*Your instructions*.
Print out the records that follow, exactly and completely.

Stored items
────────────────

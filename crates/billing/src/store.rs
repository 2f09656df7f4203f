//! Billing persistence
//!
//! `BillingStore` is the seam between the processor and storage. Writes that
//! touch a subscription carry the version the caller read, and fail with a
//! retryable conflict if someone else got there first.

use std::collections::HashMap;

use async_trait::async_trait;
use serde::{Deserialize, Serialize};
use time::OffsetDateTime;
use tokio::sync::Mutex;
use uuid::Uuid;

use crate::error::{BillingError, BillingResult};
use crate::subscriptions::Subscription;

#[derive(Debug, Clone, Copy, PartialEq, Eq, Serialize, Deserialize)]
#[serde(rename_all = "snake_case")]
pub enum TransactionStatus {
    Pending,
    Completed,
    Failed,
}

impl TransactionStatus {
    pub fn as_str(&self) -> &'static str {
        match self {
            TransactionStatus::Pending => "pending",
            TransactionStatus::Completed => "completed",
            TransactionStatus::Failed => "failed",
        }
    }
}

impl std::str::FromStr for TransactionStatus {
    type Err = BillingError;

    fn from_str(s: &str) -> Result<Self, Self::Err> {
        match s {
            "pending" => Ok(TransactionStatus::Pending),
            "completed" => Ok(TransactionStatus::Completed),
            "failed" => Ok(TransactionStatus::Failed),
            other => Err(BillingError::InvalidInput(format!(
                "unknown transaction status: {}",
                other
            ))),
        }
    }
}

/// One payment attempt, keyed by its gateway reference
#[derive(Debug, Clone, PartialEq, Eq, Serialize, Deserialize)]
pub struct Transaction {
    pub id: Uuid,
    pub subscription_id: Uuid,
    pub amount_cents: i64,
    pub currency: String,
    pub gateway_reference: String,
    pub status: TransactionStatus,
    pub failure_reason: Option<String>,
    #[serde(with = "time::serde::rfc3339")]
    pub created_at: OffsetDateTime,
}

/// A subscription write guarded by the version it was read at
#[derive(Debug, Clone, Copy)]
pub struct VersionedWrite<'a> {
    pub subscription: &'a Subscription,
    pub expected_version: i64,
}

#[async_trait]
pub trait BillingStore: Send + Sync {
    async fn insert_subscription(&self, subscription: &Subscription) -> BillingResult<()>;

    async fn get_subscription(&self, id: Uuid) -> BillingResult<Option<Subscription>>;

    /// Compare-and-swap update of a subscription
    async fn update_subscription(&self, write: VersionedWrite<'_>) -> BillingResult<()>;

    async fn find_transaction(&self, gateway_reference: &str) -> BillingResult<Option<Transaction>>;

    async fn list_transactions(&self, subscription_id: Uuid) -> BillingResult<Vec<Transaction>>;

    /// Upsert the transaction (by gateway reference) and, if given, update the
    /// subscription. Both are written or neither is.
    async fn commit_payment(
        &self,
        transaction: &Transaction,
        subscription: Option<VersionedWrite<'_>>,
    ) -> BillingResult<()>;

    /// Active subscriptions whose current period ended at or before `now`
    async fn list_period_ended(
        &self,
        now: OffsetDateTime,
        limit: i64,
    ) -> BillingResult<Vec<Subscription>>;
}

pub(crate) fn version_conflict(subscription_id: Uuid) -> BillingError {
    BillingError::Transient(format!(
        "subscription {} was modified concurrently",
        subscription_id
    ))
}

#[derive(Default)]
struct Tables {
    subscriptions: HashMap<Uuid, Subscription>,
    transactions: HashMap<String, Transaction>,
}

impl Tables {
    fn check_version(&self, write: &VersionedWrite<'_>) -> BillingResult<()> {
        let id = write.subscription.id;
        match self.subscriptions.get(&id) {
            Some(current) if current.version == write.expected_version => Ok(()),
            Some(_) => Err(version_conflict(id)),
            None => Err(BillingError::NotFound(format!("subscription {}", id))),
        }
    }
}

/// Process-local store. Both tables sit behind one lock so `commit_payment`
/// is atomic.
#[derive(Default)]
pub struct InMemoryBillingStore {
    tables: Mutex<Tables>,
}

impl InMemoryBillingStore {
    pub fn new() -> Self {
        Self::default()
    }
}

#[async_trait]
impl BillingStore for InMemoryBillingStore {
    async fn insert_subscription(&self, subscription: &Subscription) -> BillingResult<()> {
        let mut tables = self.tables.lock().await;
        if tables.subscriptions.contains_key(&subscription.id) {
            return Err(BillingError::InvalidInput(format!(
                "subscription {} already exists",
                subscription.id
            )));
        }
        tables
            .subscriptions
            .insert(subscription.id, subscription.clone());
        Ok(())
    }

    async fn get_subscription(&self, id: Uuid) -> BillingResult<Option<Subscription>> {
        Ok(self.tables.lock().await.subscriptions.get(&id).cloned())
    }

    async fn update_subscription(&self, write: VersionedWrite<'_>) -> BillingResult<()> {
        let mut tables = self.tables.lock().await;
        tables.check_version(&write)?;
        tables
            .subscriptions
            .insert(write.subscription.id, write.subscription.clone());
        Ok(())
    }

    async fn find_transaction(&self, gateway_reference: &str) -> BillingResult<Option<Transaction>> {
        Ok(self
            .tables
            .lock()
            .await
            .transactions
            .get(gateway_reference)
            .cloned())
    }

    async fn list_transactions(&self, subscription_id: Uuid) -> BillingResult<Vec<Transaction>> {
        let tables = self.tables.lock().await;
        let mut txs: Vec<Transaction> = tables
            .transactions
            .values()
            .filter(|t| t.subscription_id == subscription_id)
            .cloned()
            .collect();
        txs.sort_by_key(|t| t.created_at);
        Ok(txs)
    }

    async fn commit_payment(
        &self,
        transaction: &Transaction,
        subscription: Option<VersionedWrite<'_>>,
    ) -> BillingResult<()> {
        let mut tables = self.tables.lock().await;

        if let Some(write) = &subscription {
            tables.check_version(write)?;
        }

        // Upsert keeps the original id and created_at; only status moves
        let entry = tables
            .transactions
            .entry(transaction.gateway_reference.clone())
            .or_insert_with(|| transaction.clone());
        entry.status = transaction.status;
        entry.failure_reason = transaction.failure_reason.clone();

        if let Some(write) = subscription {
            tables
                .subscriptions
                .insert(write.subscription.id, write.subscription.clone());
        }
        Ok(())
    }

    async fn list_period_ended(
        &self,
        now: OffsetDateTime,
        limit: i64,
    ) -> BillingResult<Vec<Subscription>> {
        let tables = self.tables.lock().await;
        let mut due: Vec<Subscription> = tables
            .subscriptions
            .values()
            .filter(|s| s.closes_at_period_end() && s.period_has_ended(now))
            .cloned()
            .collect();
        due.sort_by_key(|s| s.current_period_end);
        due.truncate(usize::try_from(limit).unwrap_or(0));
        Ok(due)
    }
}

────────────────

*Exercise solution*.
filename crates/billing/src/store.rs
repository 2f09656df7f4203f
//! Billing persistence
//!
//! `BillingStore` is the seam between the processor and storage. Writes that
//! touch a subscription carry the version the caller read, and fail with a
//! retryable conflict if someone else got there first.

use std::collections::HashMap;

use async_trait::async_trait;
use serde::{Deserialize, Serialize};
use time::OffsetDateTime;
use tokio::sync::Mutex;
use uuid::Uuid;

use crate::error::{BillingError, BillingResult};
use crate::subscriptions::Subscription;

#[derive(Debug, Clone, Copy, PartialEq, Eq, Serialize, Deserialize)]
#[serde(rename_all = "snake_case")]
pub enum TransactionStatus {
    Pending,
    Completed,
    Failed,
}

impl TransactionStatus {
    pub fn as_str(&self) -> &'static str {
        match self {
            TransactionStatus::Pending => "pending",
            TransactionStatus::Completed => "completed",
            TransactionStatus::Failed => "failed",
        }
    }
}

impl std::str::FromStr for TransactionStatus {
    type Err = BillingError;

    fn from_str(s: &str) -> Result<Self, Self::Err> {
        match s {
            "pending" => Ok(TransactionStatus::Pending),
            "completed" => Ok(TransactionStatus::Completed),
            "failed" => Ok(TransactionStatus::Failed),
            other => Err(BillingError::InvalidInput(format!(
                "unknown transaction status: {}",
                other
            ))),
        }
    }
}

/// One payment attempt, keyed by its gateway reference
#[derive(Debug, Clone, PartialEq, Eq, Serialize, Deserialize)]
pub struct Transaction {
    pub id: Uuid,
    pub subscription_id: Uuid,
    pub amount_cents: i64,
    pub currency: String,
    pub gateway_reference: String,
    pub status: TransactionStatus,
    pub failure_reason: Option<String>,
    #[serde(with = "time::serde::rfc3339")]
    pub created_at: OffsetDateTime,
}

/// A subscription write guarded by the version it was read at
#[derive(Debug, Clone, Copy)]
pub struct VersionedWrite<'a> {
    pub subscription: &'a Subscription,
    pub expected_version: i64,
}

#[async_trait]
pub trait BillingStore: Send + Sync {
    async fn insert_subscription(&self, subscription: &Subscription) -> BillingResult<()>;

    async fn get_subscription(&self, id: Uuid) -> BillingResult<Option<Subscription>>;

    /// Compare-and-swap update of a subscription
    async fn update_subscription(&self, write: VersionedWrite<'_>) -> BillingResult<()>;

    async fn find_transaction(&self, gateway_reference: &str) -> BillingResult<Option<Transaction>>;

    async fn list_transactions(&self, subscription_id: Uuid) -> BillingResult<Vec<Transaction>>;

    /// Upsert the transaction (by gateway reference) and, if given, update the
    /// subscription. Both are written or neither is.
    async fn commit_payment(
        &self,
        transaction: &Transaction,
        subscription: Option<VersionedWrite<'_>>,
    ) -> BillingResult<()>;

    /// Active subscriptions whose current period ended at or before `now`
    async fn list_period_ended(
        &self,
        now: OffsetDateTime,
        limit: i64,
    ) -> BillingResult<Vec<Subscription>>;
}

pub(crate) fn version_conflict(subscription_id: Uuid) -> BillingError {
    BillingError::Transient(format!(
        "subscription {} was modified concurrently",
        subscription_id
    ))
}

#[derive(Default)]
struct Tables {
    subscriptions: HashMap<Uuid, Subscription>,
    transactions: HashMap<String, Transaction>,
}

impl Tables {
    fn check_version(&self, write: &VersionedWrite<'_>) -> BillingResult<()> {
        let id = write.subscription.id;
        match self.subscriptions.get(&id) {
            Some(current) if current.version == write.expected_version => Ok(()),
            Some(_) => Err(version_conflict(id)),
            None => Err(BillingError::NotFound(format!("subscription {}", id))),
        }
    }
}

/// Process-local store. Both tables sit behind one lock so `commit_payment`
/// is atomic.
#[derive(Default)]
pub struct InMemoryBillingStore {
    tables: Mutex<Tables>,
}

impl InMemoryBillingStore {
    pub fn new() -> Self {
        Self::default()
    }
}

#[async_trait]
impl BillingStore for InMemoryBillingStore {
    async fn insert_subscription(&self, subscription: &Subscription) -> BillingResult<()> {
        let mut tables = self.tables.lock().await;
        if tables.subscriptions.contains_key(&subscription.id) {
            return Err(BillingError::InvalidInput(format!(
                "subscription {} already exists",
                subscription.id
            )));
        }
        tables
            .subscriptions
            .insert(subscription.id, subscription.clone());
        Ok(())
    }

    async fn get_subscription(&self, id: Uuid) -> BillingResult<Option<Subscription>> {
        Ok(self.tables.lock().await.subscriptions.get(&id).cloned())
    }

    async fn update_subscription(&self, write: VersionedWrite<'_>) -> BillingResult<()> {
        let mut tables = self.tables.lock().await;
        tables.check_version(&write)?;
        tables
            .subscriptions
            .insert(write.subscription.id, write.subscription.clone());
        Ok(())
    }

    async fn find_transaction(&self, gateway_reference: &str) -> BillingResult<Option<Transaction>> {
        Ok(self
            .tables
            .lock()
            .await
            .transactions
            .get(gateway_reference)
            .cloned())
    }

    async fn list_transactions(&self, subscription_id: Uuid) -> BillingResult<Vec<Transaction>> {
        let tables = self.tables.lock().await;
        let mut txs: Vec<Transaction> = tables
            .transactions
            .values()
            .filter(|t| t.subscription_id == subscription_id)
            .cloned()
            .collect();
        txs.sort_by_key(|t| t.created_at);
        Ok(txs)
    }

    async fn commit_payment(
        &self,
        transaction: &Transaction,
        subscription: Option<VersionedWrite<'_>>,
    ) -> BillingResult<()> {
        let mut tables = self.tables.lock().await;

        if let Some(write) = &subscription {
            tables.check_version(write)?;
        }

        // Upsert keeps the original id and created_at; only status moves
        let entry = tables
            .transactions
            .entry(transaction.gateway_reference.clone())
            .or_insert_with(|| transaction.clone());
        entry.status = transaction.status;
        entry.failure_reason = transaction.failure_reason.clone();

        if let Some(write) = subscription {
            tables
                .subscriptions
                .insert(write.subscription.id, write.subscription.clone());
        }
        Ok(())
    }

    async fn list_period_ended(
        &self,
        now: OffsetDateTime,
        limit: i64,
    ) -> BillingResult<Vec<Subscription>> {
        let tables = self.tables.lock().await;
        let mut due: Vec<Subscription> = tables
            .subscriptions
            .values()
            .filter(|s| s.closes_at_period_end() && s.period_has_ended(now))
            .cloned()
            .collect();
        due.sort_by_key(|s| s.current_period_end);
        due.truncate(usize::try_from(limit).unwrap_or(0));
        Ok(due)
    }
}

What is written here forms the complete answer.